THis repository is for YOLO inference on FPGA without any interaction from software through utilizing FINN framework, Vivado and Verilog HDL. The target board used was ZCU102. However, Pynq-Z2 was also used for testing the algorithm.
1- You have firstly to train your network and retrieve the .pt weights file
I have used dataset for cars detection in this project
2- export your pre-trained model using file 1
3- Generate your ip whether through file 2 or file 3 from the following notebooks
4- Verify the flow steps through file 4
5- Design your block diagram in Vivado as in file 6 after adding file 5 to your project sources
6- Simulate your system by Vivado simulator using file 7 (check the signals name are the same as you have in your project)
The first step needed after the training process is exporting the model into QONNX format.

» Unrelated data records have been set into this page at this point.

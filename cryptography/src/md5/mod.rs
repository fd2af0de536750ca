//! MD5 implementation of the `Hasher` trait.
//!
//! Cold-storage upload protocols accept a per-chunk MD5 list alongside the SHA-256 tree hash, so
//! MD5 is offered for producing chunk digests. It is not collision resistant and should not be
//! used where that matters.

use crate::{utils::hex, Error, Hasher};
use ::md5::{Digest as _, Md5 as IMd5};
use rand::{CryptoRng, Rng};
use std::{
    fmt::{Debug, Display},
    ops::Deref,
};

const DIGEST_LENGTH: usize = 16;

/// Generate an MD5 digest from a message.
pub fn hash(message: &[u8]) -> Digest {
    let array: [u8; DIGEST_LENGTH] = IMd5::digest(message).into();
    Digest::from(array)
}

/// MD5 hasher.
#[derive(Debug)]
pub struct Md5 {
    hasher: IMd5,
}

impl Default for Md5 {
    fn default() -> Self {
        Self::new()
    }
}

impl Clone for Md5 {
    fn clone(&self) -> Self {
        Self::default()
    }
}

impl Hasher for Md5 {
    type Digest = Digest;

    fn new() -> Self {
        Self {
            hasher: IMd5::new(),
        }
    }

    fn update(&mut self, message: &[u8]) {
        self.hasher.update(message);
    }

    fn finalize(&mut self) -> Self::Digest {
        let array: [u8; DIGEST_LENGTH] = self.hasher.finalize_reset().into();
        Self::Digest::from(array)
    }

    fn reset(&mut self) {
        self.hasher = IMd5::new();
    }

    fn random<R: Rng + CryptoRng>(rng: &mut R) -> Self::Digest {
        let mut digest = [0u8; DIGEST_LENGTH];
        rng.fill_bytes(&mut digest);
        Self::Digest::from(digest)
    }

    fn hash(message: &[u8]) -> Self::Digest {
        hash(message)
    }
}

/// Digest of an MD5 hashing operation.
#[derive(Clone, Copy, Eq, PartialEq, Ord, PartialOrd, Hash)]
#[repr(transparent)]
pub struct Digest([u8; DIGEST_LENGTH]);

impl crate::Digest for Digest {
    const SIZE: usize = DIGEST_LENGTH;
}

impl From<[u8; DIGEST_LENGTH]> for Digest {
    fn from(value: [u8; DIGEST_LENGTH]) -> Self {
        Self(value)
    }
}

impl TryFrom<&[u8]> for Digest {
    type Error = Error;
    fn try_from(value: &[u8]) -> Result<Self, Self::Error> {
        let array: [u8; DIGEST_LENGTH] = value
            .try_into()
            .map_err(|_| Error::InvalidDigestLength(DIGEST_LENGTH, value.len()))?;
        Ok(Self(array))
    }
}

impl AsRef<[u8]> for Digest {
    fn as_ref(&self) -> &[u8] {
        &self.0
    }
}

impl Deref for Digest {
    type Target = [u8];
    fn deref(&self) -> &[u8] {
        &self.0
    }
}

impl Debug for Digest {
    fn fmt(&self, f: &mut std::fmt::Formatter<'_>) -> std::fmt::Result {
        write!(f, "{}", hex(&self.0))
    }
}

impl Display for Digest {
    fn fmt(&self, f: &mut std::fmt::Formatter<'_>) -> std::fmt::Result {
        write!(f, "{}", hex(&self.0))
    }
}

You will need the best.pt file to instantiate a pre-trained model firstly before the export.
The used YOLO model in this repository can be found in this repo
This is the main notebook in the project. It is responsible for generating the streaming dataflow ip (NN Accelerator) using FINN. You can find explained details in the markdown cells. Note that the notebook will be static if you are viewing through GitHub. You will need firstly to install FINN to be able to run it. The folding values in this notebook were set as in this repo.
This notebook is almost the same as the previous one. However, I reduced the paralleslism in the network (folding) in order to decrease the needed resources and to be able to deploy it on PYNQ-Z2. The goal from this is visualizing the final output through the PYNQ Jupyter Notebook.

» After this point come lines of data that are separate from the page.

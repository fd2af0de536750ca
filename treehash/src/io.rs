//! Drive a [Feed] from `std::io` sources.
//!
//! Hashing is kept separate from moving bytes: [copy] reads chunk-aligned blocks from a reader,
//! hands each block to a [Feed], and passes it through to a writer unchanged. [digest] does the
//! same without a writer. [RangeReader] restricts a seekable source to a sub-range, so a part of a
//! larger file can be hashed on its own.
//!
//! None of these helpers close the underlying source. To keep using it afterwards, pass a
//! mutable reference (`&mut R` is itself a reader, writer, and seeker).

use crate::{Error, Feed};
use std::io::{self, Read, Seek, SeekFrom, Write};
use tracing::debug;

/// Minimum number of bytes read from the source per block, rounded up to whole chunks.
const MIN_BLOCK_SIZE: usize = 64 * 1024;

/// Exposes `len` bytes of an inner source, starting at `start`.
///
/// Positions are relative to `start`. Reads stop at the end of the range even if the inner
/// source continues. The range is read-only.
pub struct RangeReader<R> {
    inner: R,
    start: u64,
    len: u64,

    // Position relative to `start`. May exceed `len` after seeking past the end.
    pos: u64,
}

impl<R: Read + Seek> RangeReader<R> {
    /// Create a [RangeReader] over `[start, start + len)` of `inner` and seek `inner` to `start`.
    ///
    /// Fails with [Error::InsufficientData] if `inner` ends before `start + len`.
    pub fn new(mut inner: R, start: u64, len: u64) -> Result<Self, Error> {
        let available = inner.seek(SeekFrom::End(0))?;
        let end = start.saturating_add(len);
        if end > available {
            return Err(Error::InsufficientData {
                expected: end,
                found: available,
            });
        }
        inner.seek(SeekFrom::Start(start))?;
        Ok(Self {
            inner,
            start,
            len,
            pos: 0,
        })
    }
}

impl<R> RangeReader<R> {
    /// Length of the range in bytes.
    pub fn len(&self) -> u64 {
        self.len
    }

    /// Whether the range is empty.
    pub fn is_empty(&self) -> bool {
        self.len == 0
    }

    /// Get a reference to the inner source.
    pub fn get_ref(&self) -> &R {
        &self.inner
    }

    /// Return the inner source. Its position is wherever the range left it.
    pub fn into_inner(self) -> R {
        self.inner
    }
}

impl<R: Read> Read for RangeReader<R> {
    fn read(&mut self, buf: &mut [u8]) -> io::Result<usize> {
        let remaining = self.len.saturating_sub(self.pos);
        if remaining == 0 || buf.is_empty() {
            return Ok(0);
        }
        let max = remaining.min(buf.len() as u64) as usize;
        let n = self.inner.read(&mut buf[..max])?;
        self.pos += n as u64;
        Ok(n)
    }
}

impl<R: Seek> Seek for RangeReader<R> {
    fn seek(&mut self, pos: SeekFrom) -> io::Result<u64> {
        let target = match pos {
            SeekFrom::Start(offset) => Some(offset),
            SeekFrom::Current(delta) => self.pos.checked_add_signed(delta),
            SeekFrom::End(delta) => self.len.checked_add_signed(delta),
        }
        .ok_or_else(|| {
            io::Error::new(io::ErrorKind::InvalidInput, "seek before start of range")
        })?;
        let absolute = self.start.checked_add(target).ok_or_else(|| {
            io::Error::new(io::ErrorKind::InvalidInput, "seek position overflows")
        })?;
        self.inner.seek(SeekFrom::Start(absolute))?;
        self.pos = target;
        Ok(target)
    }
}

/// Copy all bytes from `reader` to `writer`, feeding them to `feed` on the way.
///
/// Bytes are delivered to `feed` in chunk-aligned blocks; the block that reaches the end of
/// `reader` is delivered with `last` set, sealing `feed`. Each block is fed before it is written,
/// so a block rejected by `feed` never reaches `writer`. Returns the number of bytes copied.
pub fn copy<R, W, F>(mut reader: R, mut writer: W, feed: &mut F) -> Result<u64, Error>
where
    R: Read,
    W: Write,
    F: Feed + ?Sized,
{
    let chunk_size = feed.chunk_size();
    if chunk_size == 0 {
        return Err(Error::InvalidChunkSize);
    }
    let block_size = chunk_size * (MIN_BLOCK_SIZE / chunk_size).max(1);
    let mut block = vec![0u8; block_size];
    let mut total = 0u64;
    loop {
        let filled = fill(&mut reader, &mut block)?;
        let last = filled < block.len();
        feed.feed(&block[..filled], last)?;
        writer.write_all(&block[..filled])?;
        total += filled as u64;
        if last {
            break;
        }
    }
    writer.flush()?;
    debug!(bytes = total, block_size, "copied stream");
    Ok(total)
}

/// Feed all bytes from `reader` to `feed`, sealing it at the end. Returns the number of bytes read.
pub fn digest<R, F>(reader: R, feed: &mut F) -> Result<u64, Error>
where
    R: Read,
    F: Feed + ?Sized,
{
    copy(reader, io::sink(), feed)
}

/// Read from `reader` until `buf` is full or the reader is exhausted.
fn fill<R: Read>(reader: &mut R, buf: &mut [u8]) -> io::Result<usize> {
    let mut filled = 0;
    while filled < buf.len() {
        match reader.read(&mut buf[filled..]) {
            Ok(0) => break,
            Ok(n) => filled += n,
            Err(err) if err.kind() == io::ErrorKind::Interrupted => continue,
            Err(err) => return Err(err),
        }
    }
    Ok(filled)
}

#[cfg(test)]
mod tests {
    use super::*;
    use crate::{batch, chunk::ChunkHasher, incremental::TreeHasher, Config, ErrorKind};
    use rand::{rngs::StdRng, RngCore, SeedableRng};
    use std::io::Cursor;
    use test_case::test_case;
    use treehash_cryptography::{Blake3, Hasher, Sha256};

    fn data(len: usize) -> Vec<u8> {
        let mut rng = StdRng::seed_from_u64(len as u64);
        let mut data = vec![0u8; len];
        rng.fill_bytes(&mut data);
        data
    }

    /// Returns at most `step` bytes per read.
    struct Trickle<'a> {
        data: &'a [u8],
        step: usize,
    }

    impl Read for Trickle<'_> {
        fn read(&mut self, buf: &mut [u8]) -> io::Result<usize> {
            let n = self.step.min(buf.len()).min(self.data.len());
            buf[..n].copy_from_slice(&self.data[..n]);
            self.data = &self.data[n..];
            Ok(n)
        }
    }

    /// Fails after yielding `ok` bytes.
    struct Broken {
        ok: usize,
    }

    impl Read for Broken {
        fn read(&mut self, buf: &mut [u8]) -> io::Result<usize> {
            if self.ok == 0 {
                return Err(io::Error::new(io::ErrorKind::BrokenPipe, "broken"));
            }
            let n = self.ok.min(buf.len());
            buf[..n].fill(0);
            self.ok -= n;
            Ok(n)
        }
    }

    fn tree_root(cfg: Config, bytes: &[u8]) -> treehash_cryptography::sha256::Digest {
        let mut tree = TreeHasher::<Sha256>::new(cfg).unwrap();
        tree.feed(bytes, true).unwrap();
        tree.root().unwrap()
    }

    #[test]
    fn test_range_reader_reads_range() {
        let bytes = data(100);
        let mut range = RangeReader::new(Cursor::new(bytes.clone()), 10, 20).unwrap();
        assert_eq!(range.len(), 20);
        let mut out = Vec::new();
        range.read_to_end(&mut out).unwrap();
        assert_eq!(out, &bytes[10..30]);

        // Exhausted
        let mut buf = [0u8; 4];
        assert_eq!(range.read(&mut buf).unwrap(), 0);
    }

    #[test]
    fn test_range_reader_seek() {
        let bytes = data(100);
        let mut range = RangeReader::new(Cursor::new(bytes.clone()), 10, 20).unwrap();
        let mut buf = [0u8; 5];

        assert_eq!(range.seek(SeekFrom::Start(5)).unwrap(), 5);
        range.read_exact(&mut buf).unwrap();
        assert_eq!(buf, bytes[15..20]);

        assert_eq!(range.seek(SeekFrom::End(-5)).unwrap(), 15);
        range.read_exact(&mut buf).unwrap();
        assert_eq!(buf, bytes[25..30]);

        assert_eq!(range.seek(SeekFrom::Current(-10)).unwrap(), 10);
        range.read_exact(&mut buf).unwrap();
        assert_eq!(buf, bytes[20..25]);

        // Before the start of the range
        let err = range.seek(SeekFrom::Current(-100)).unwrap_err();
        assert_eq!(err.kind(), io::ErrorKind::InvalidInput);

        // Past the end reads nothing
        range.seek(SeekFrom::Start(50)).unwrap();
        assert_eq!(range.read(&mut buf).unwrap(), 0);
    }

    #[test]
    fn test_range_reader_rejects_short_source() {
        let err = RangeReader::new(Cursor::new(data(10)), 5, 6)
            .err()
            .unwrap();
        assert!(matches!(
            err,
            Error::InsufficientData {
                expected: 11,
                found: 10
            }
        ));
        assert_eq!(err.kind(), ErrorKind::InvalidInput);

        let err = RangeReader::new(Cursor::new(data(10)), 1, u64::MAX)
            .err()
            .unwrap();
        assert!(matches!(err, Error::InsufficientData { .. }));
    }

    #[test]
    fn test_range_reader_leaves_source_open() {
        let bytes = data(64);
        let mut cursor = Cursor::new(bytes.clone());
        {
            let mut range = RangeReader::new(&mut cursor, 8, 8).unwrap();
            let mut buf = [0u8; 8];
            range.read_exact(&mut buf).unwrap();
        }
        assert_eq!(cursor.position(), 16);

        // The owned source is handed back where the range left it.
        let mut range = RangeReader::new(cursor, 4, 8).unwrap();
        assert_eq!(range.get_ref().position(), 4);
        let mut buf = [0u8; 3];
        range.read_exact(&mut buf).unwrap();
        assert_eq!(buf, bytes[4..7]);
        let mut cursor = range.into_inner();
        assert_eq!(cursor.position(), 7);
        cursor.set_position(16);
        let mut rest = Vec::new();
        cursor.read_to_end(&mut rest).unwrap();
        assert_eq!(rest, &bytes[16..]);
    }

    #[test_case(0; "empty")]
    #[test_case(1; "one byte")]
    #[test_case(4096; "one chunk")]
    #[test_case(MIN_BLOCK_SIZE; "one block")]
    #[test_case(MIN_BLOCK_SIZE * 2 + 4096 + 7; "blocks and a tail")]
    fn test_copy_passes_bytes_through(len: usize) {
        let cfg = Config { chunk_size: 4096 };
        let bytes = data(len);
        let mut tree = TreeHasher::<Sha256>::new(cfg).unwrap();
        let mut out = Vec::new();
        let copied = copy(Cursor::new(&bytes), &mut out, &mut tree).unwrap();
        assert_eq!(copied, len as u64);
        assert_eq!(out, bytes);
        assert_eq!(tree.root().unwrap(), tree_root(cfg, &bytes));
    }

    #[test]
    fn test_digest_chunk_hasher() {
        let cfg = Config { chunk_size: 1000 };
        let bytes = data(10_500);
        let mut chunks = ChunkHasher::<Blake3>::new(cfg).unwrap();
        assert_eq!(digest(bytes.as_slice(), &mut chunks).unwrap(), 10_500);
        let hashes = chunks.hashes().unwrap();
        assert_eq!(hashes.len(), 11);
        assert_eq!(hashes[10], Blake3::hash(&bytes[10_000..]));
    }

    #[test]
    fn test_digest_short_reads() {
        let cfg = Config { chunk_size: 7 };
        let bytes = data(1000);
        let mut tree = TreeHasher::<Sha256>::new(cfg).unwrap();
        let reader = Trickle {
            data: &bytes,
            step: 3,
        };
        digest(reader, &mut tree).unwrap();
        assert_eq!(tree.root().unwrap(), tree_root(cfg, &bytes));
    }

    #[test]
    fn test_digest_range_of_stream() {
        let cfg = Config { chunk_size: 512 };
        let bytes = data(10_000);
        let mut source = Cursor::new(bytes.clone());
        let range = RangeReader::new(&mut source, 1000, 3000).unwrap();
        let mut chunks = ChunkHasher::<Sha256>::new(cfg).unwrap();
        digest(range, &mut chunks).unwrap();
        let root = batch::root::<Sha256>(&chunks.hashes().unwrap()).unwrap();
        assert_eq!(root, tree_root(cfg, &bytes[1000..4000]));
    }

    #[test]
    fn test_copy_reader_error() {
        let mut tree = TreeHasher::<Sha256>::new(Config { chunk_size: 16 }).unwrap();
        let err = digest(Broken { ok: 100 }, &mut tree).unwrap_err();
        assert!(matches!(err, Error::Io(_)));
        assert_eq!(err.kind(), ErrorKind::Io);
        assert!(!tree.is_finalized());
    }

    #[test]
    fn test_copy_into_sealed_feed() {
        let mut tree = TreeHasher::<Sha256>::new(Config { chunk_size: 16 }).unwrap();
        tree.feed(&[], true).unwrap();
        let mut out = Vec::new();
        let err = copy(Cursor::new(data(32)), &mut out, &mut tree).unwrap_err();
        assert!(matches!(err, Error::AlreadyFinalized));
        assert!(out.is_empty());
    }

    #[test]
    fn test_copy_dyn_feed() {
        let cfg = Config { chunk_size: 64 };
        let bytes = data(200);
        let mut tree = TreeHasher::<Sha256>::new(cfg).unwrap();
        let feed: &mut dyn Feed = &mut tree;
        digest(bytes.as_slice(), feed).unwrap();
        assert_eq!(tree.root().unwrap(), tree_root(cfg, &bytes));
    }
}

This notebook is for the verifying of the internally generated ONNX graphs during the flow before the hardware conversion. This is done through comparing the output values with the original model. The main function used was the built-in FINN function (execute_onnx)
This Verilog module is the main core of the hardware inference. It post-processes the RAW output from the YOLO network without any interaction from the software. The used data was only related to the class score and objectness score where there was no care about the position of the object inside its grid since it was sufficient to know whether the 32 x 32 pixel-grid has an object or no.
This how the system should look like for simulation. It is also possible if you want to integrate it in your project or use it only as a standalone system. Just take care of the IO mapping to generate your bitstream properly
This is a simple testbench that simulates the system using the AXI-Stream protocol with giving two consequent images loaded from the two memory files. The image must be 416 x 416 pixels for correct results. THe pixel values must have be represented in hexadecimal format as well.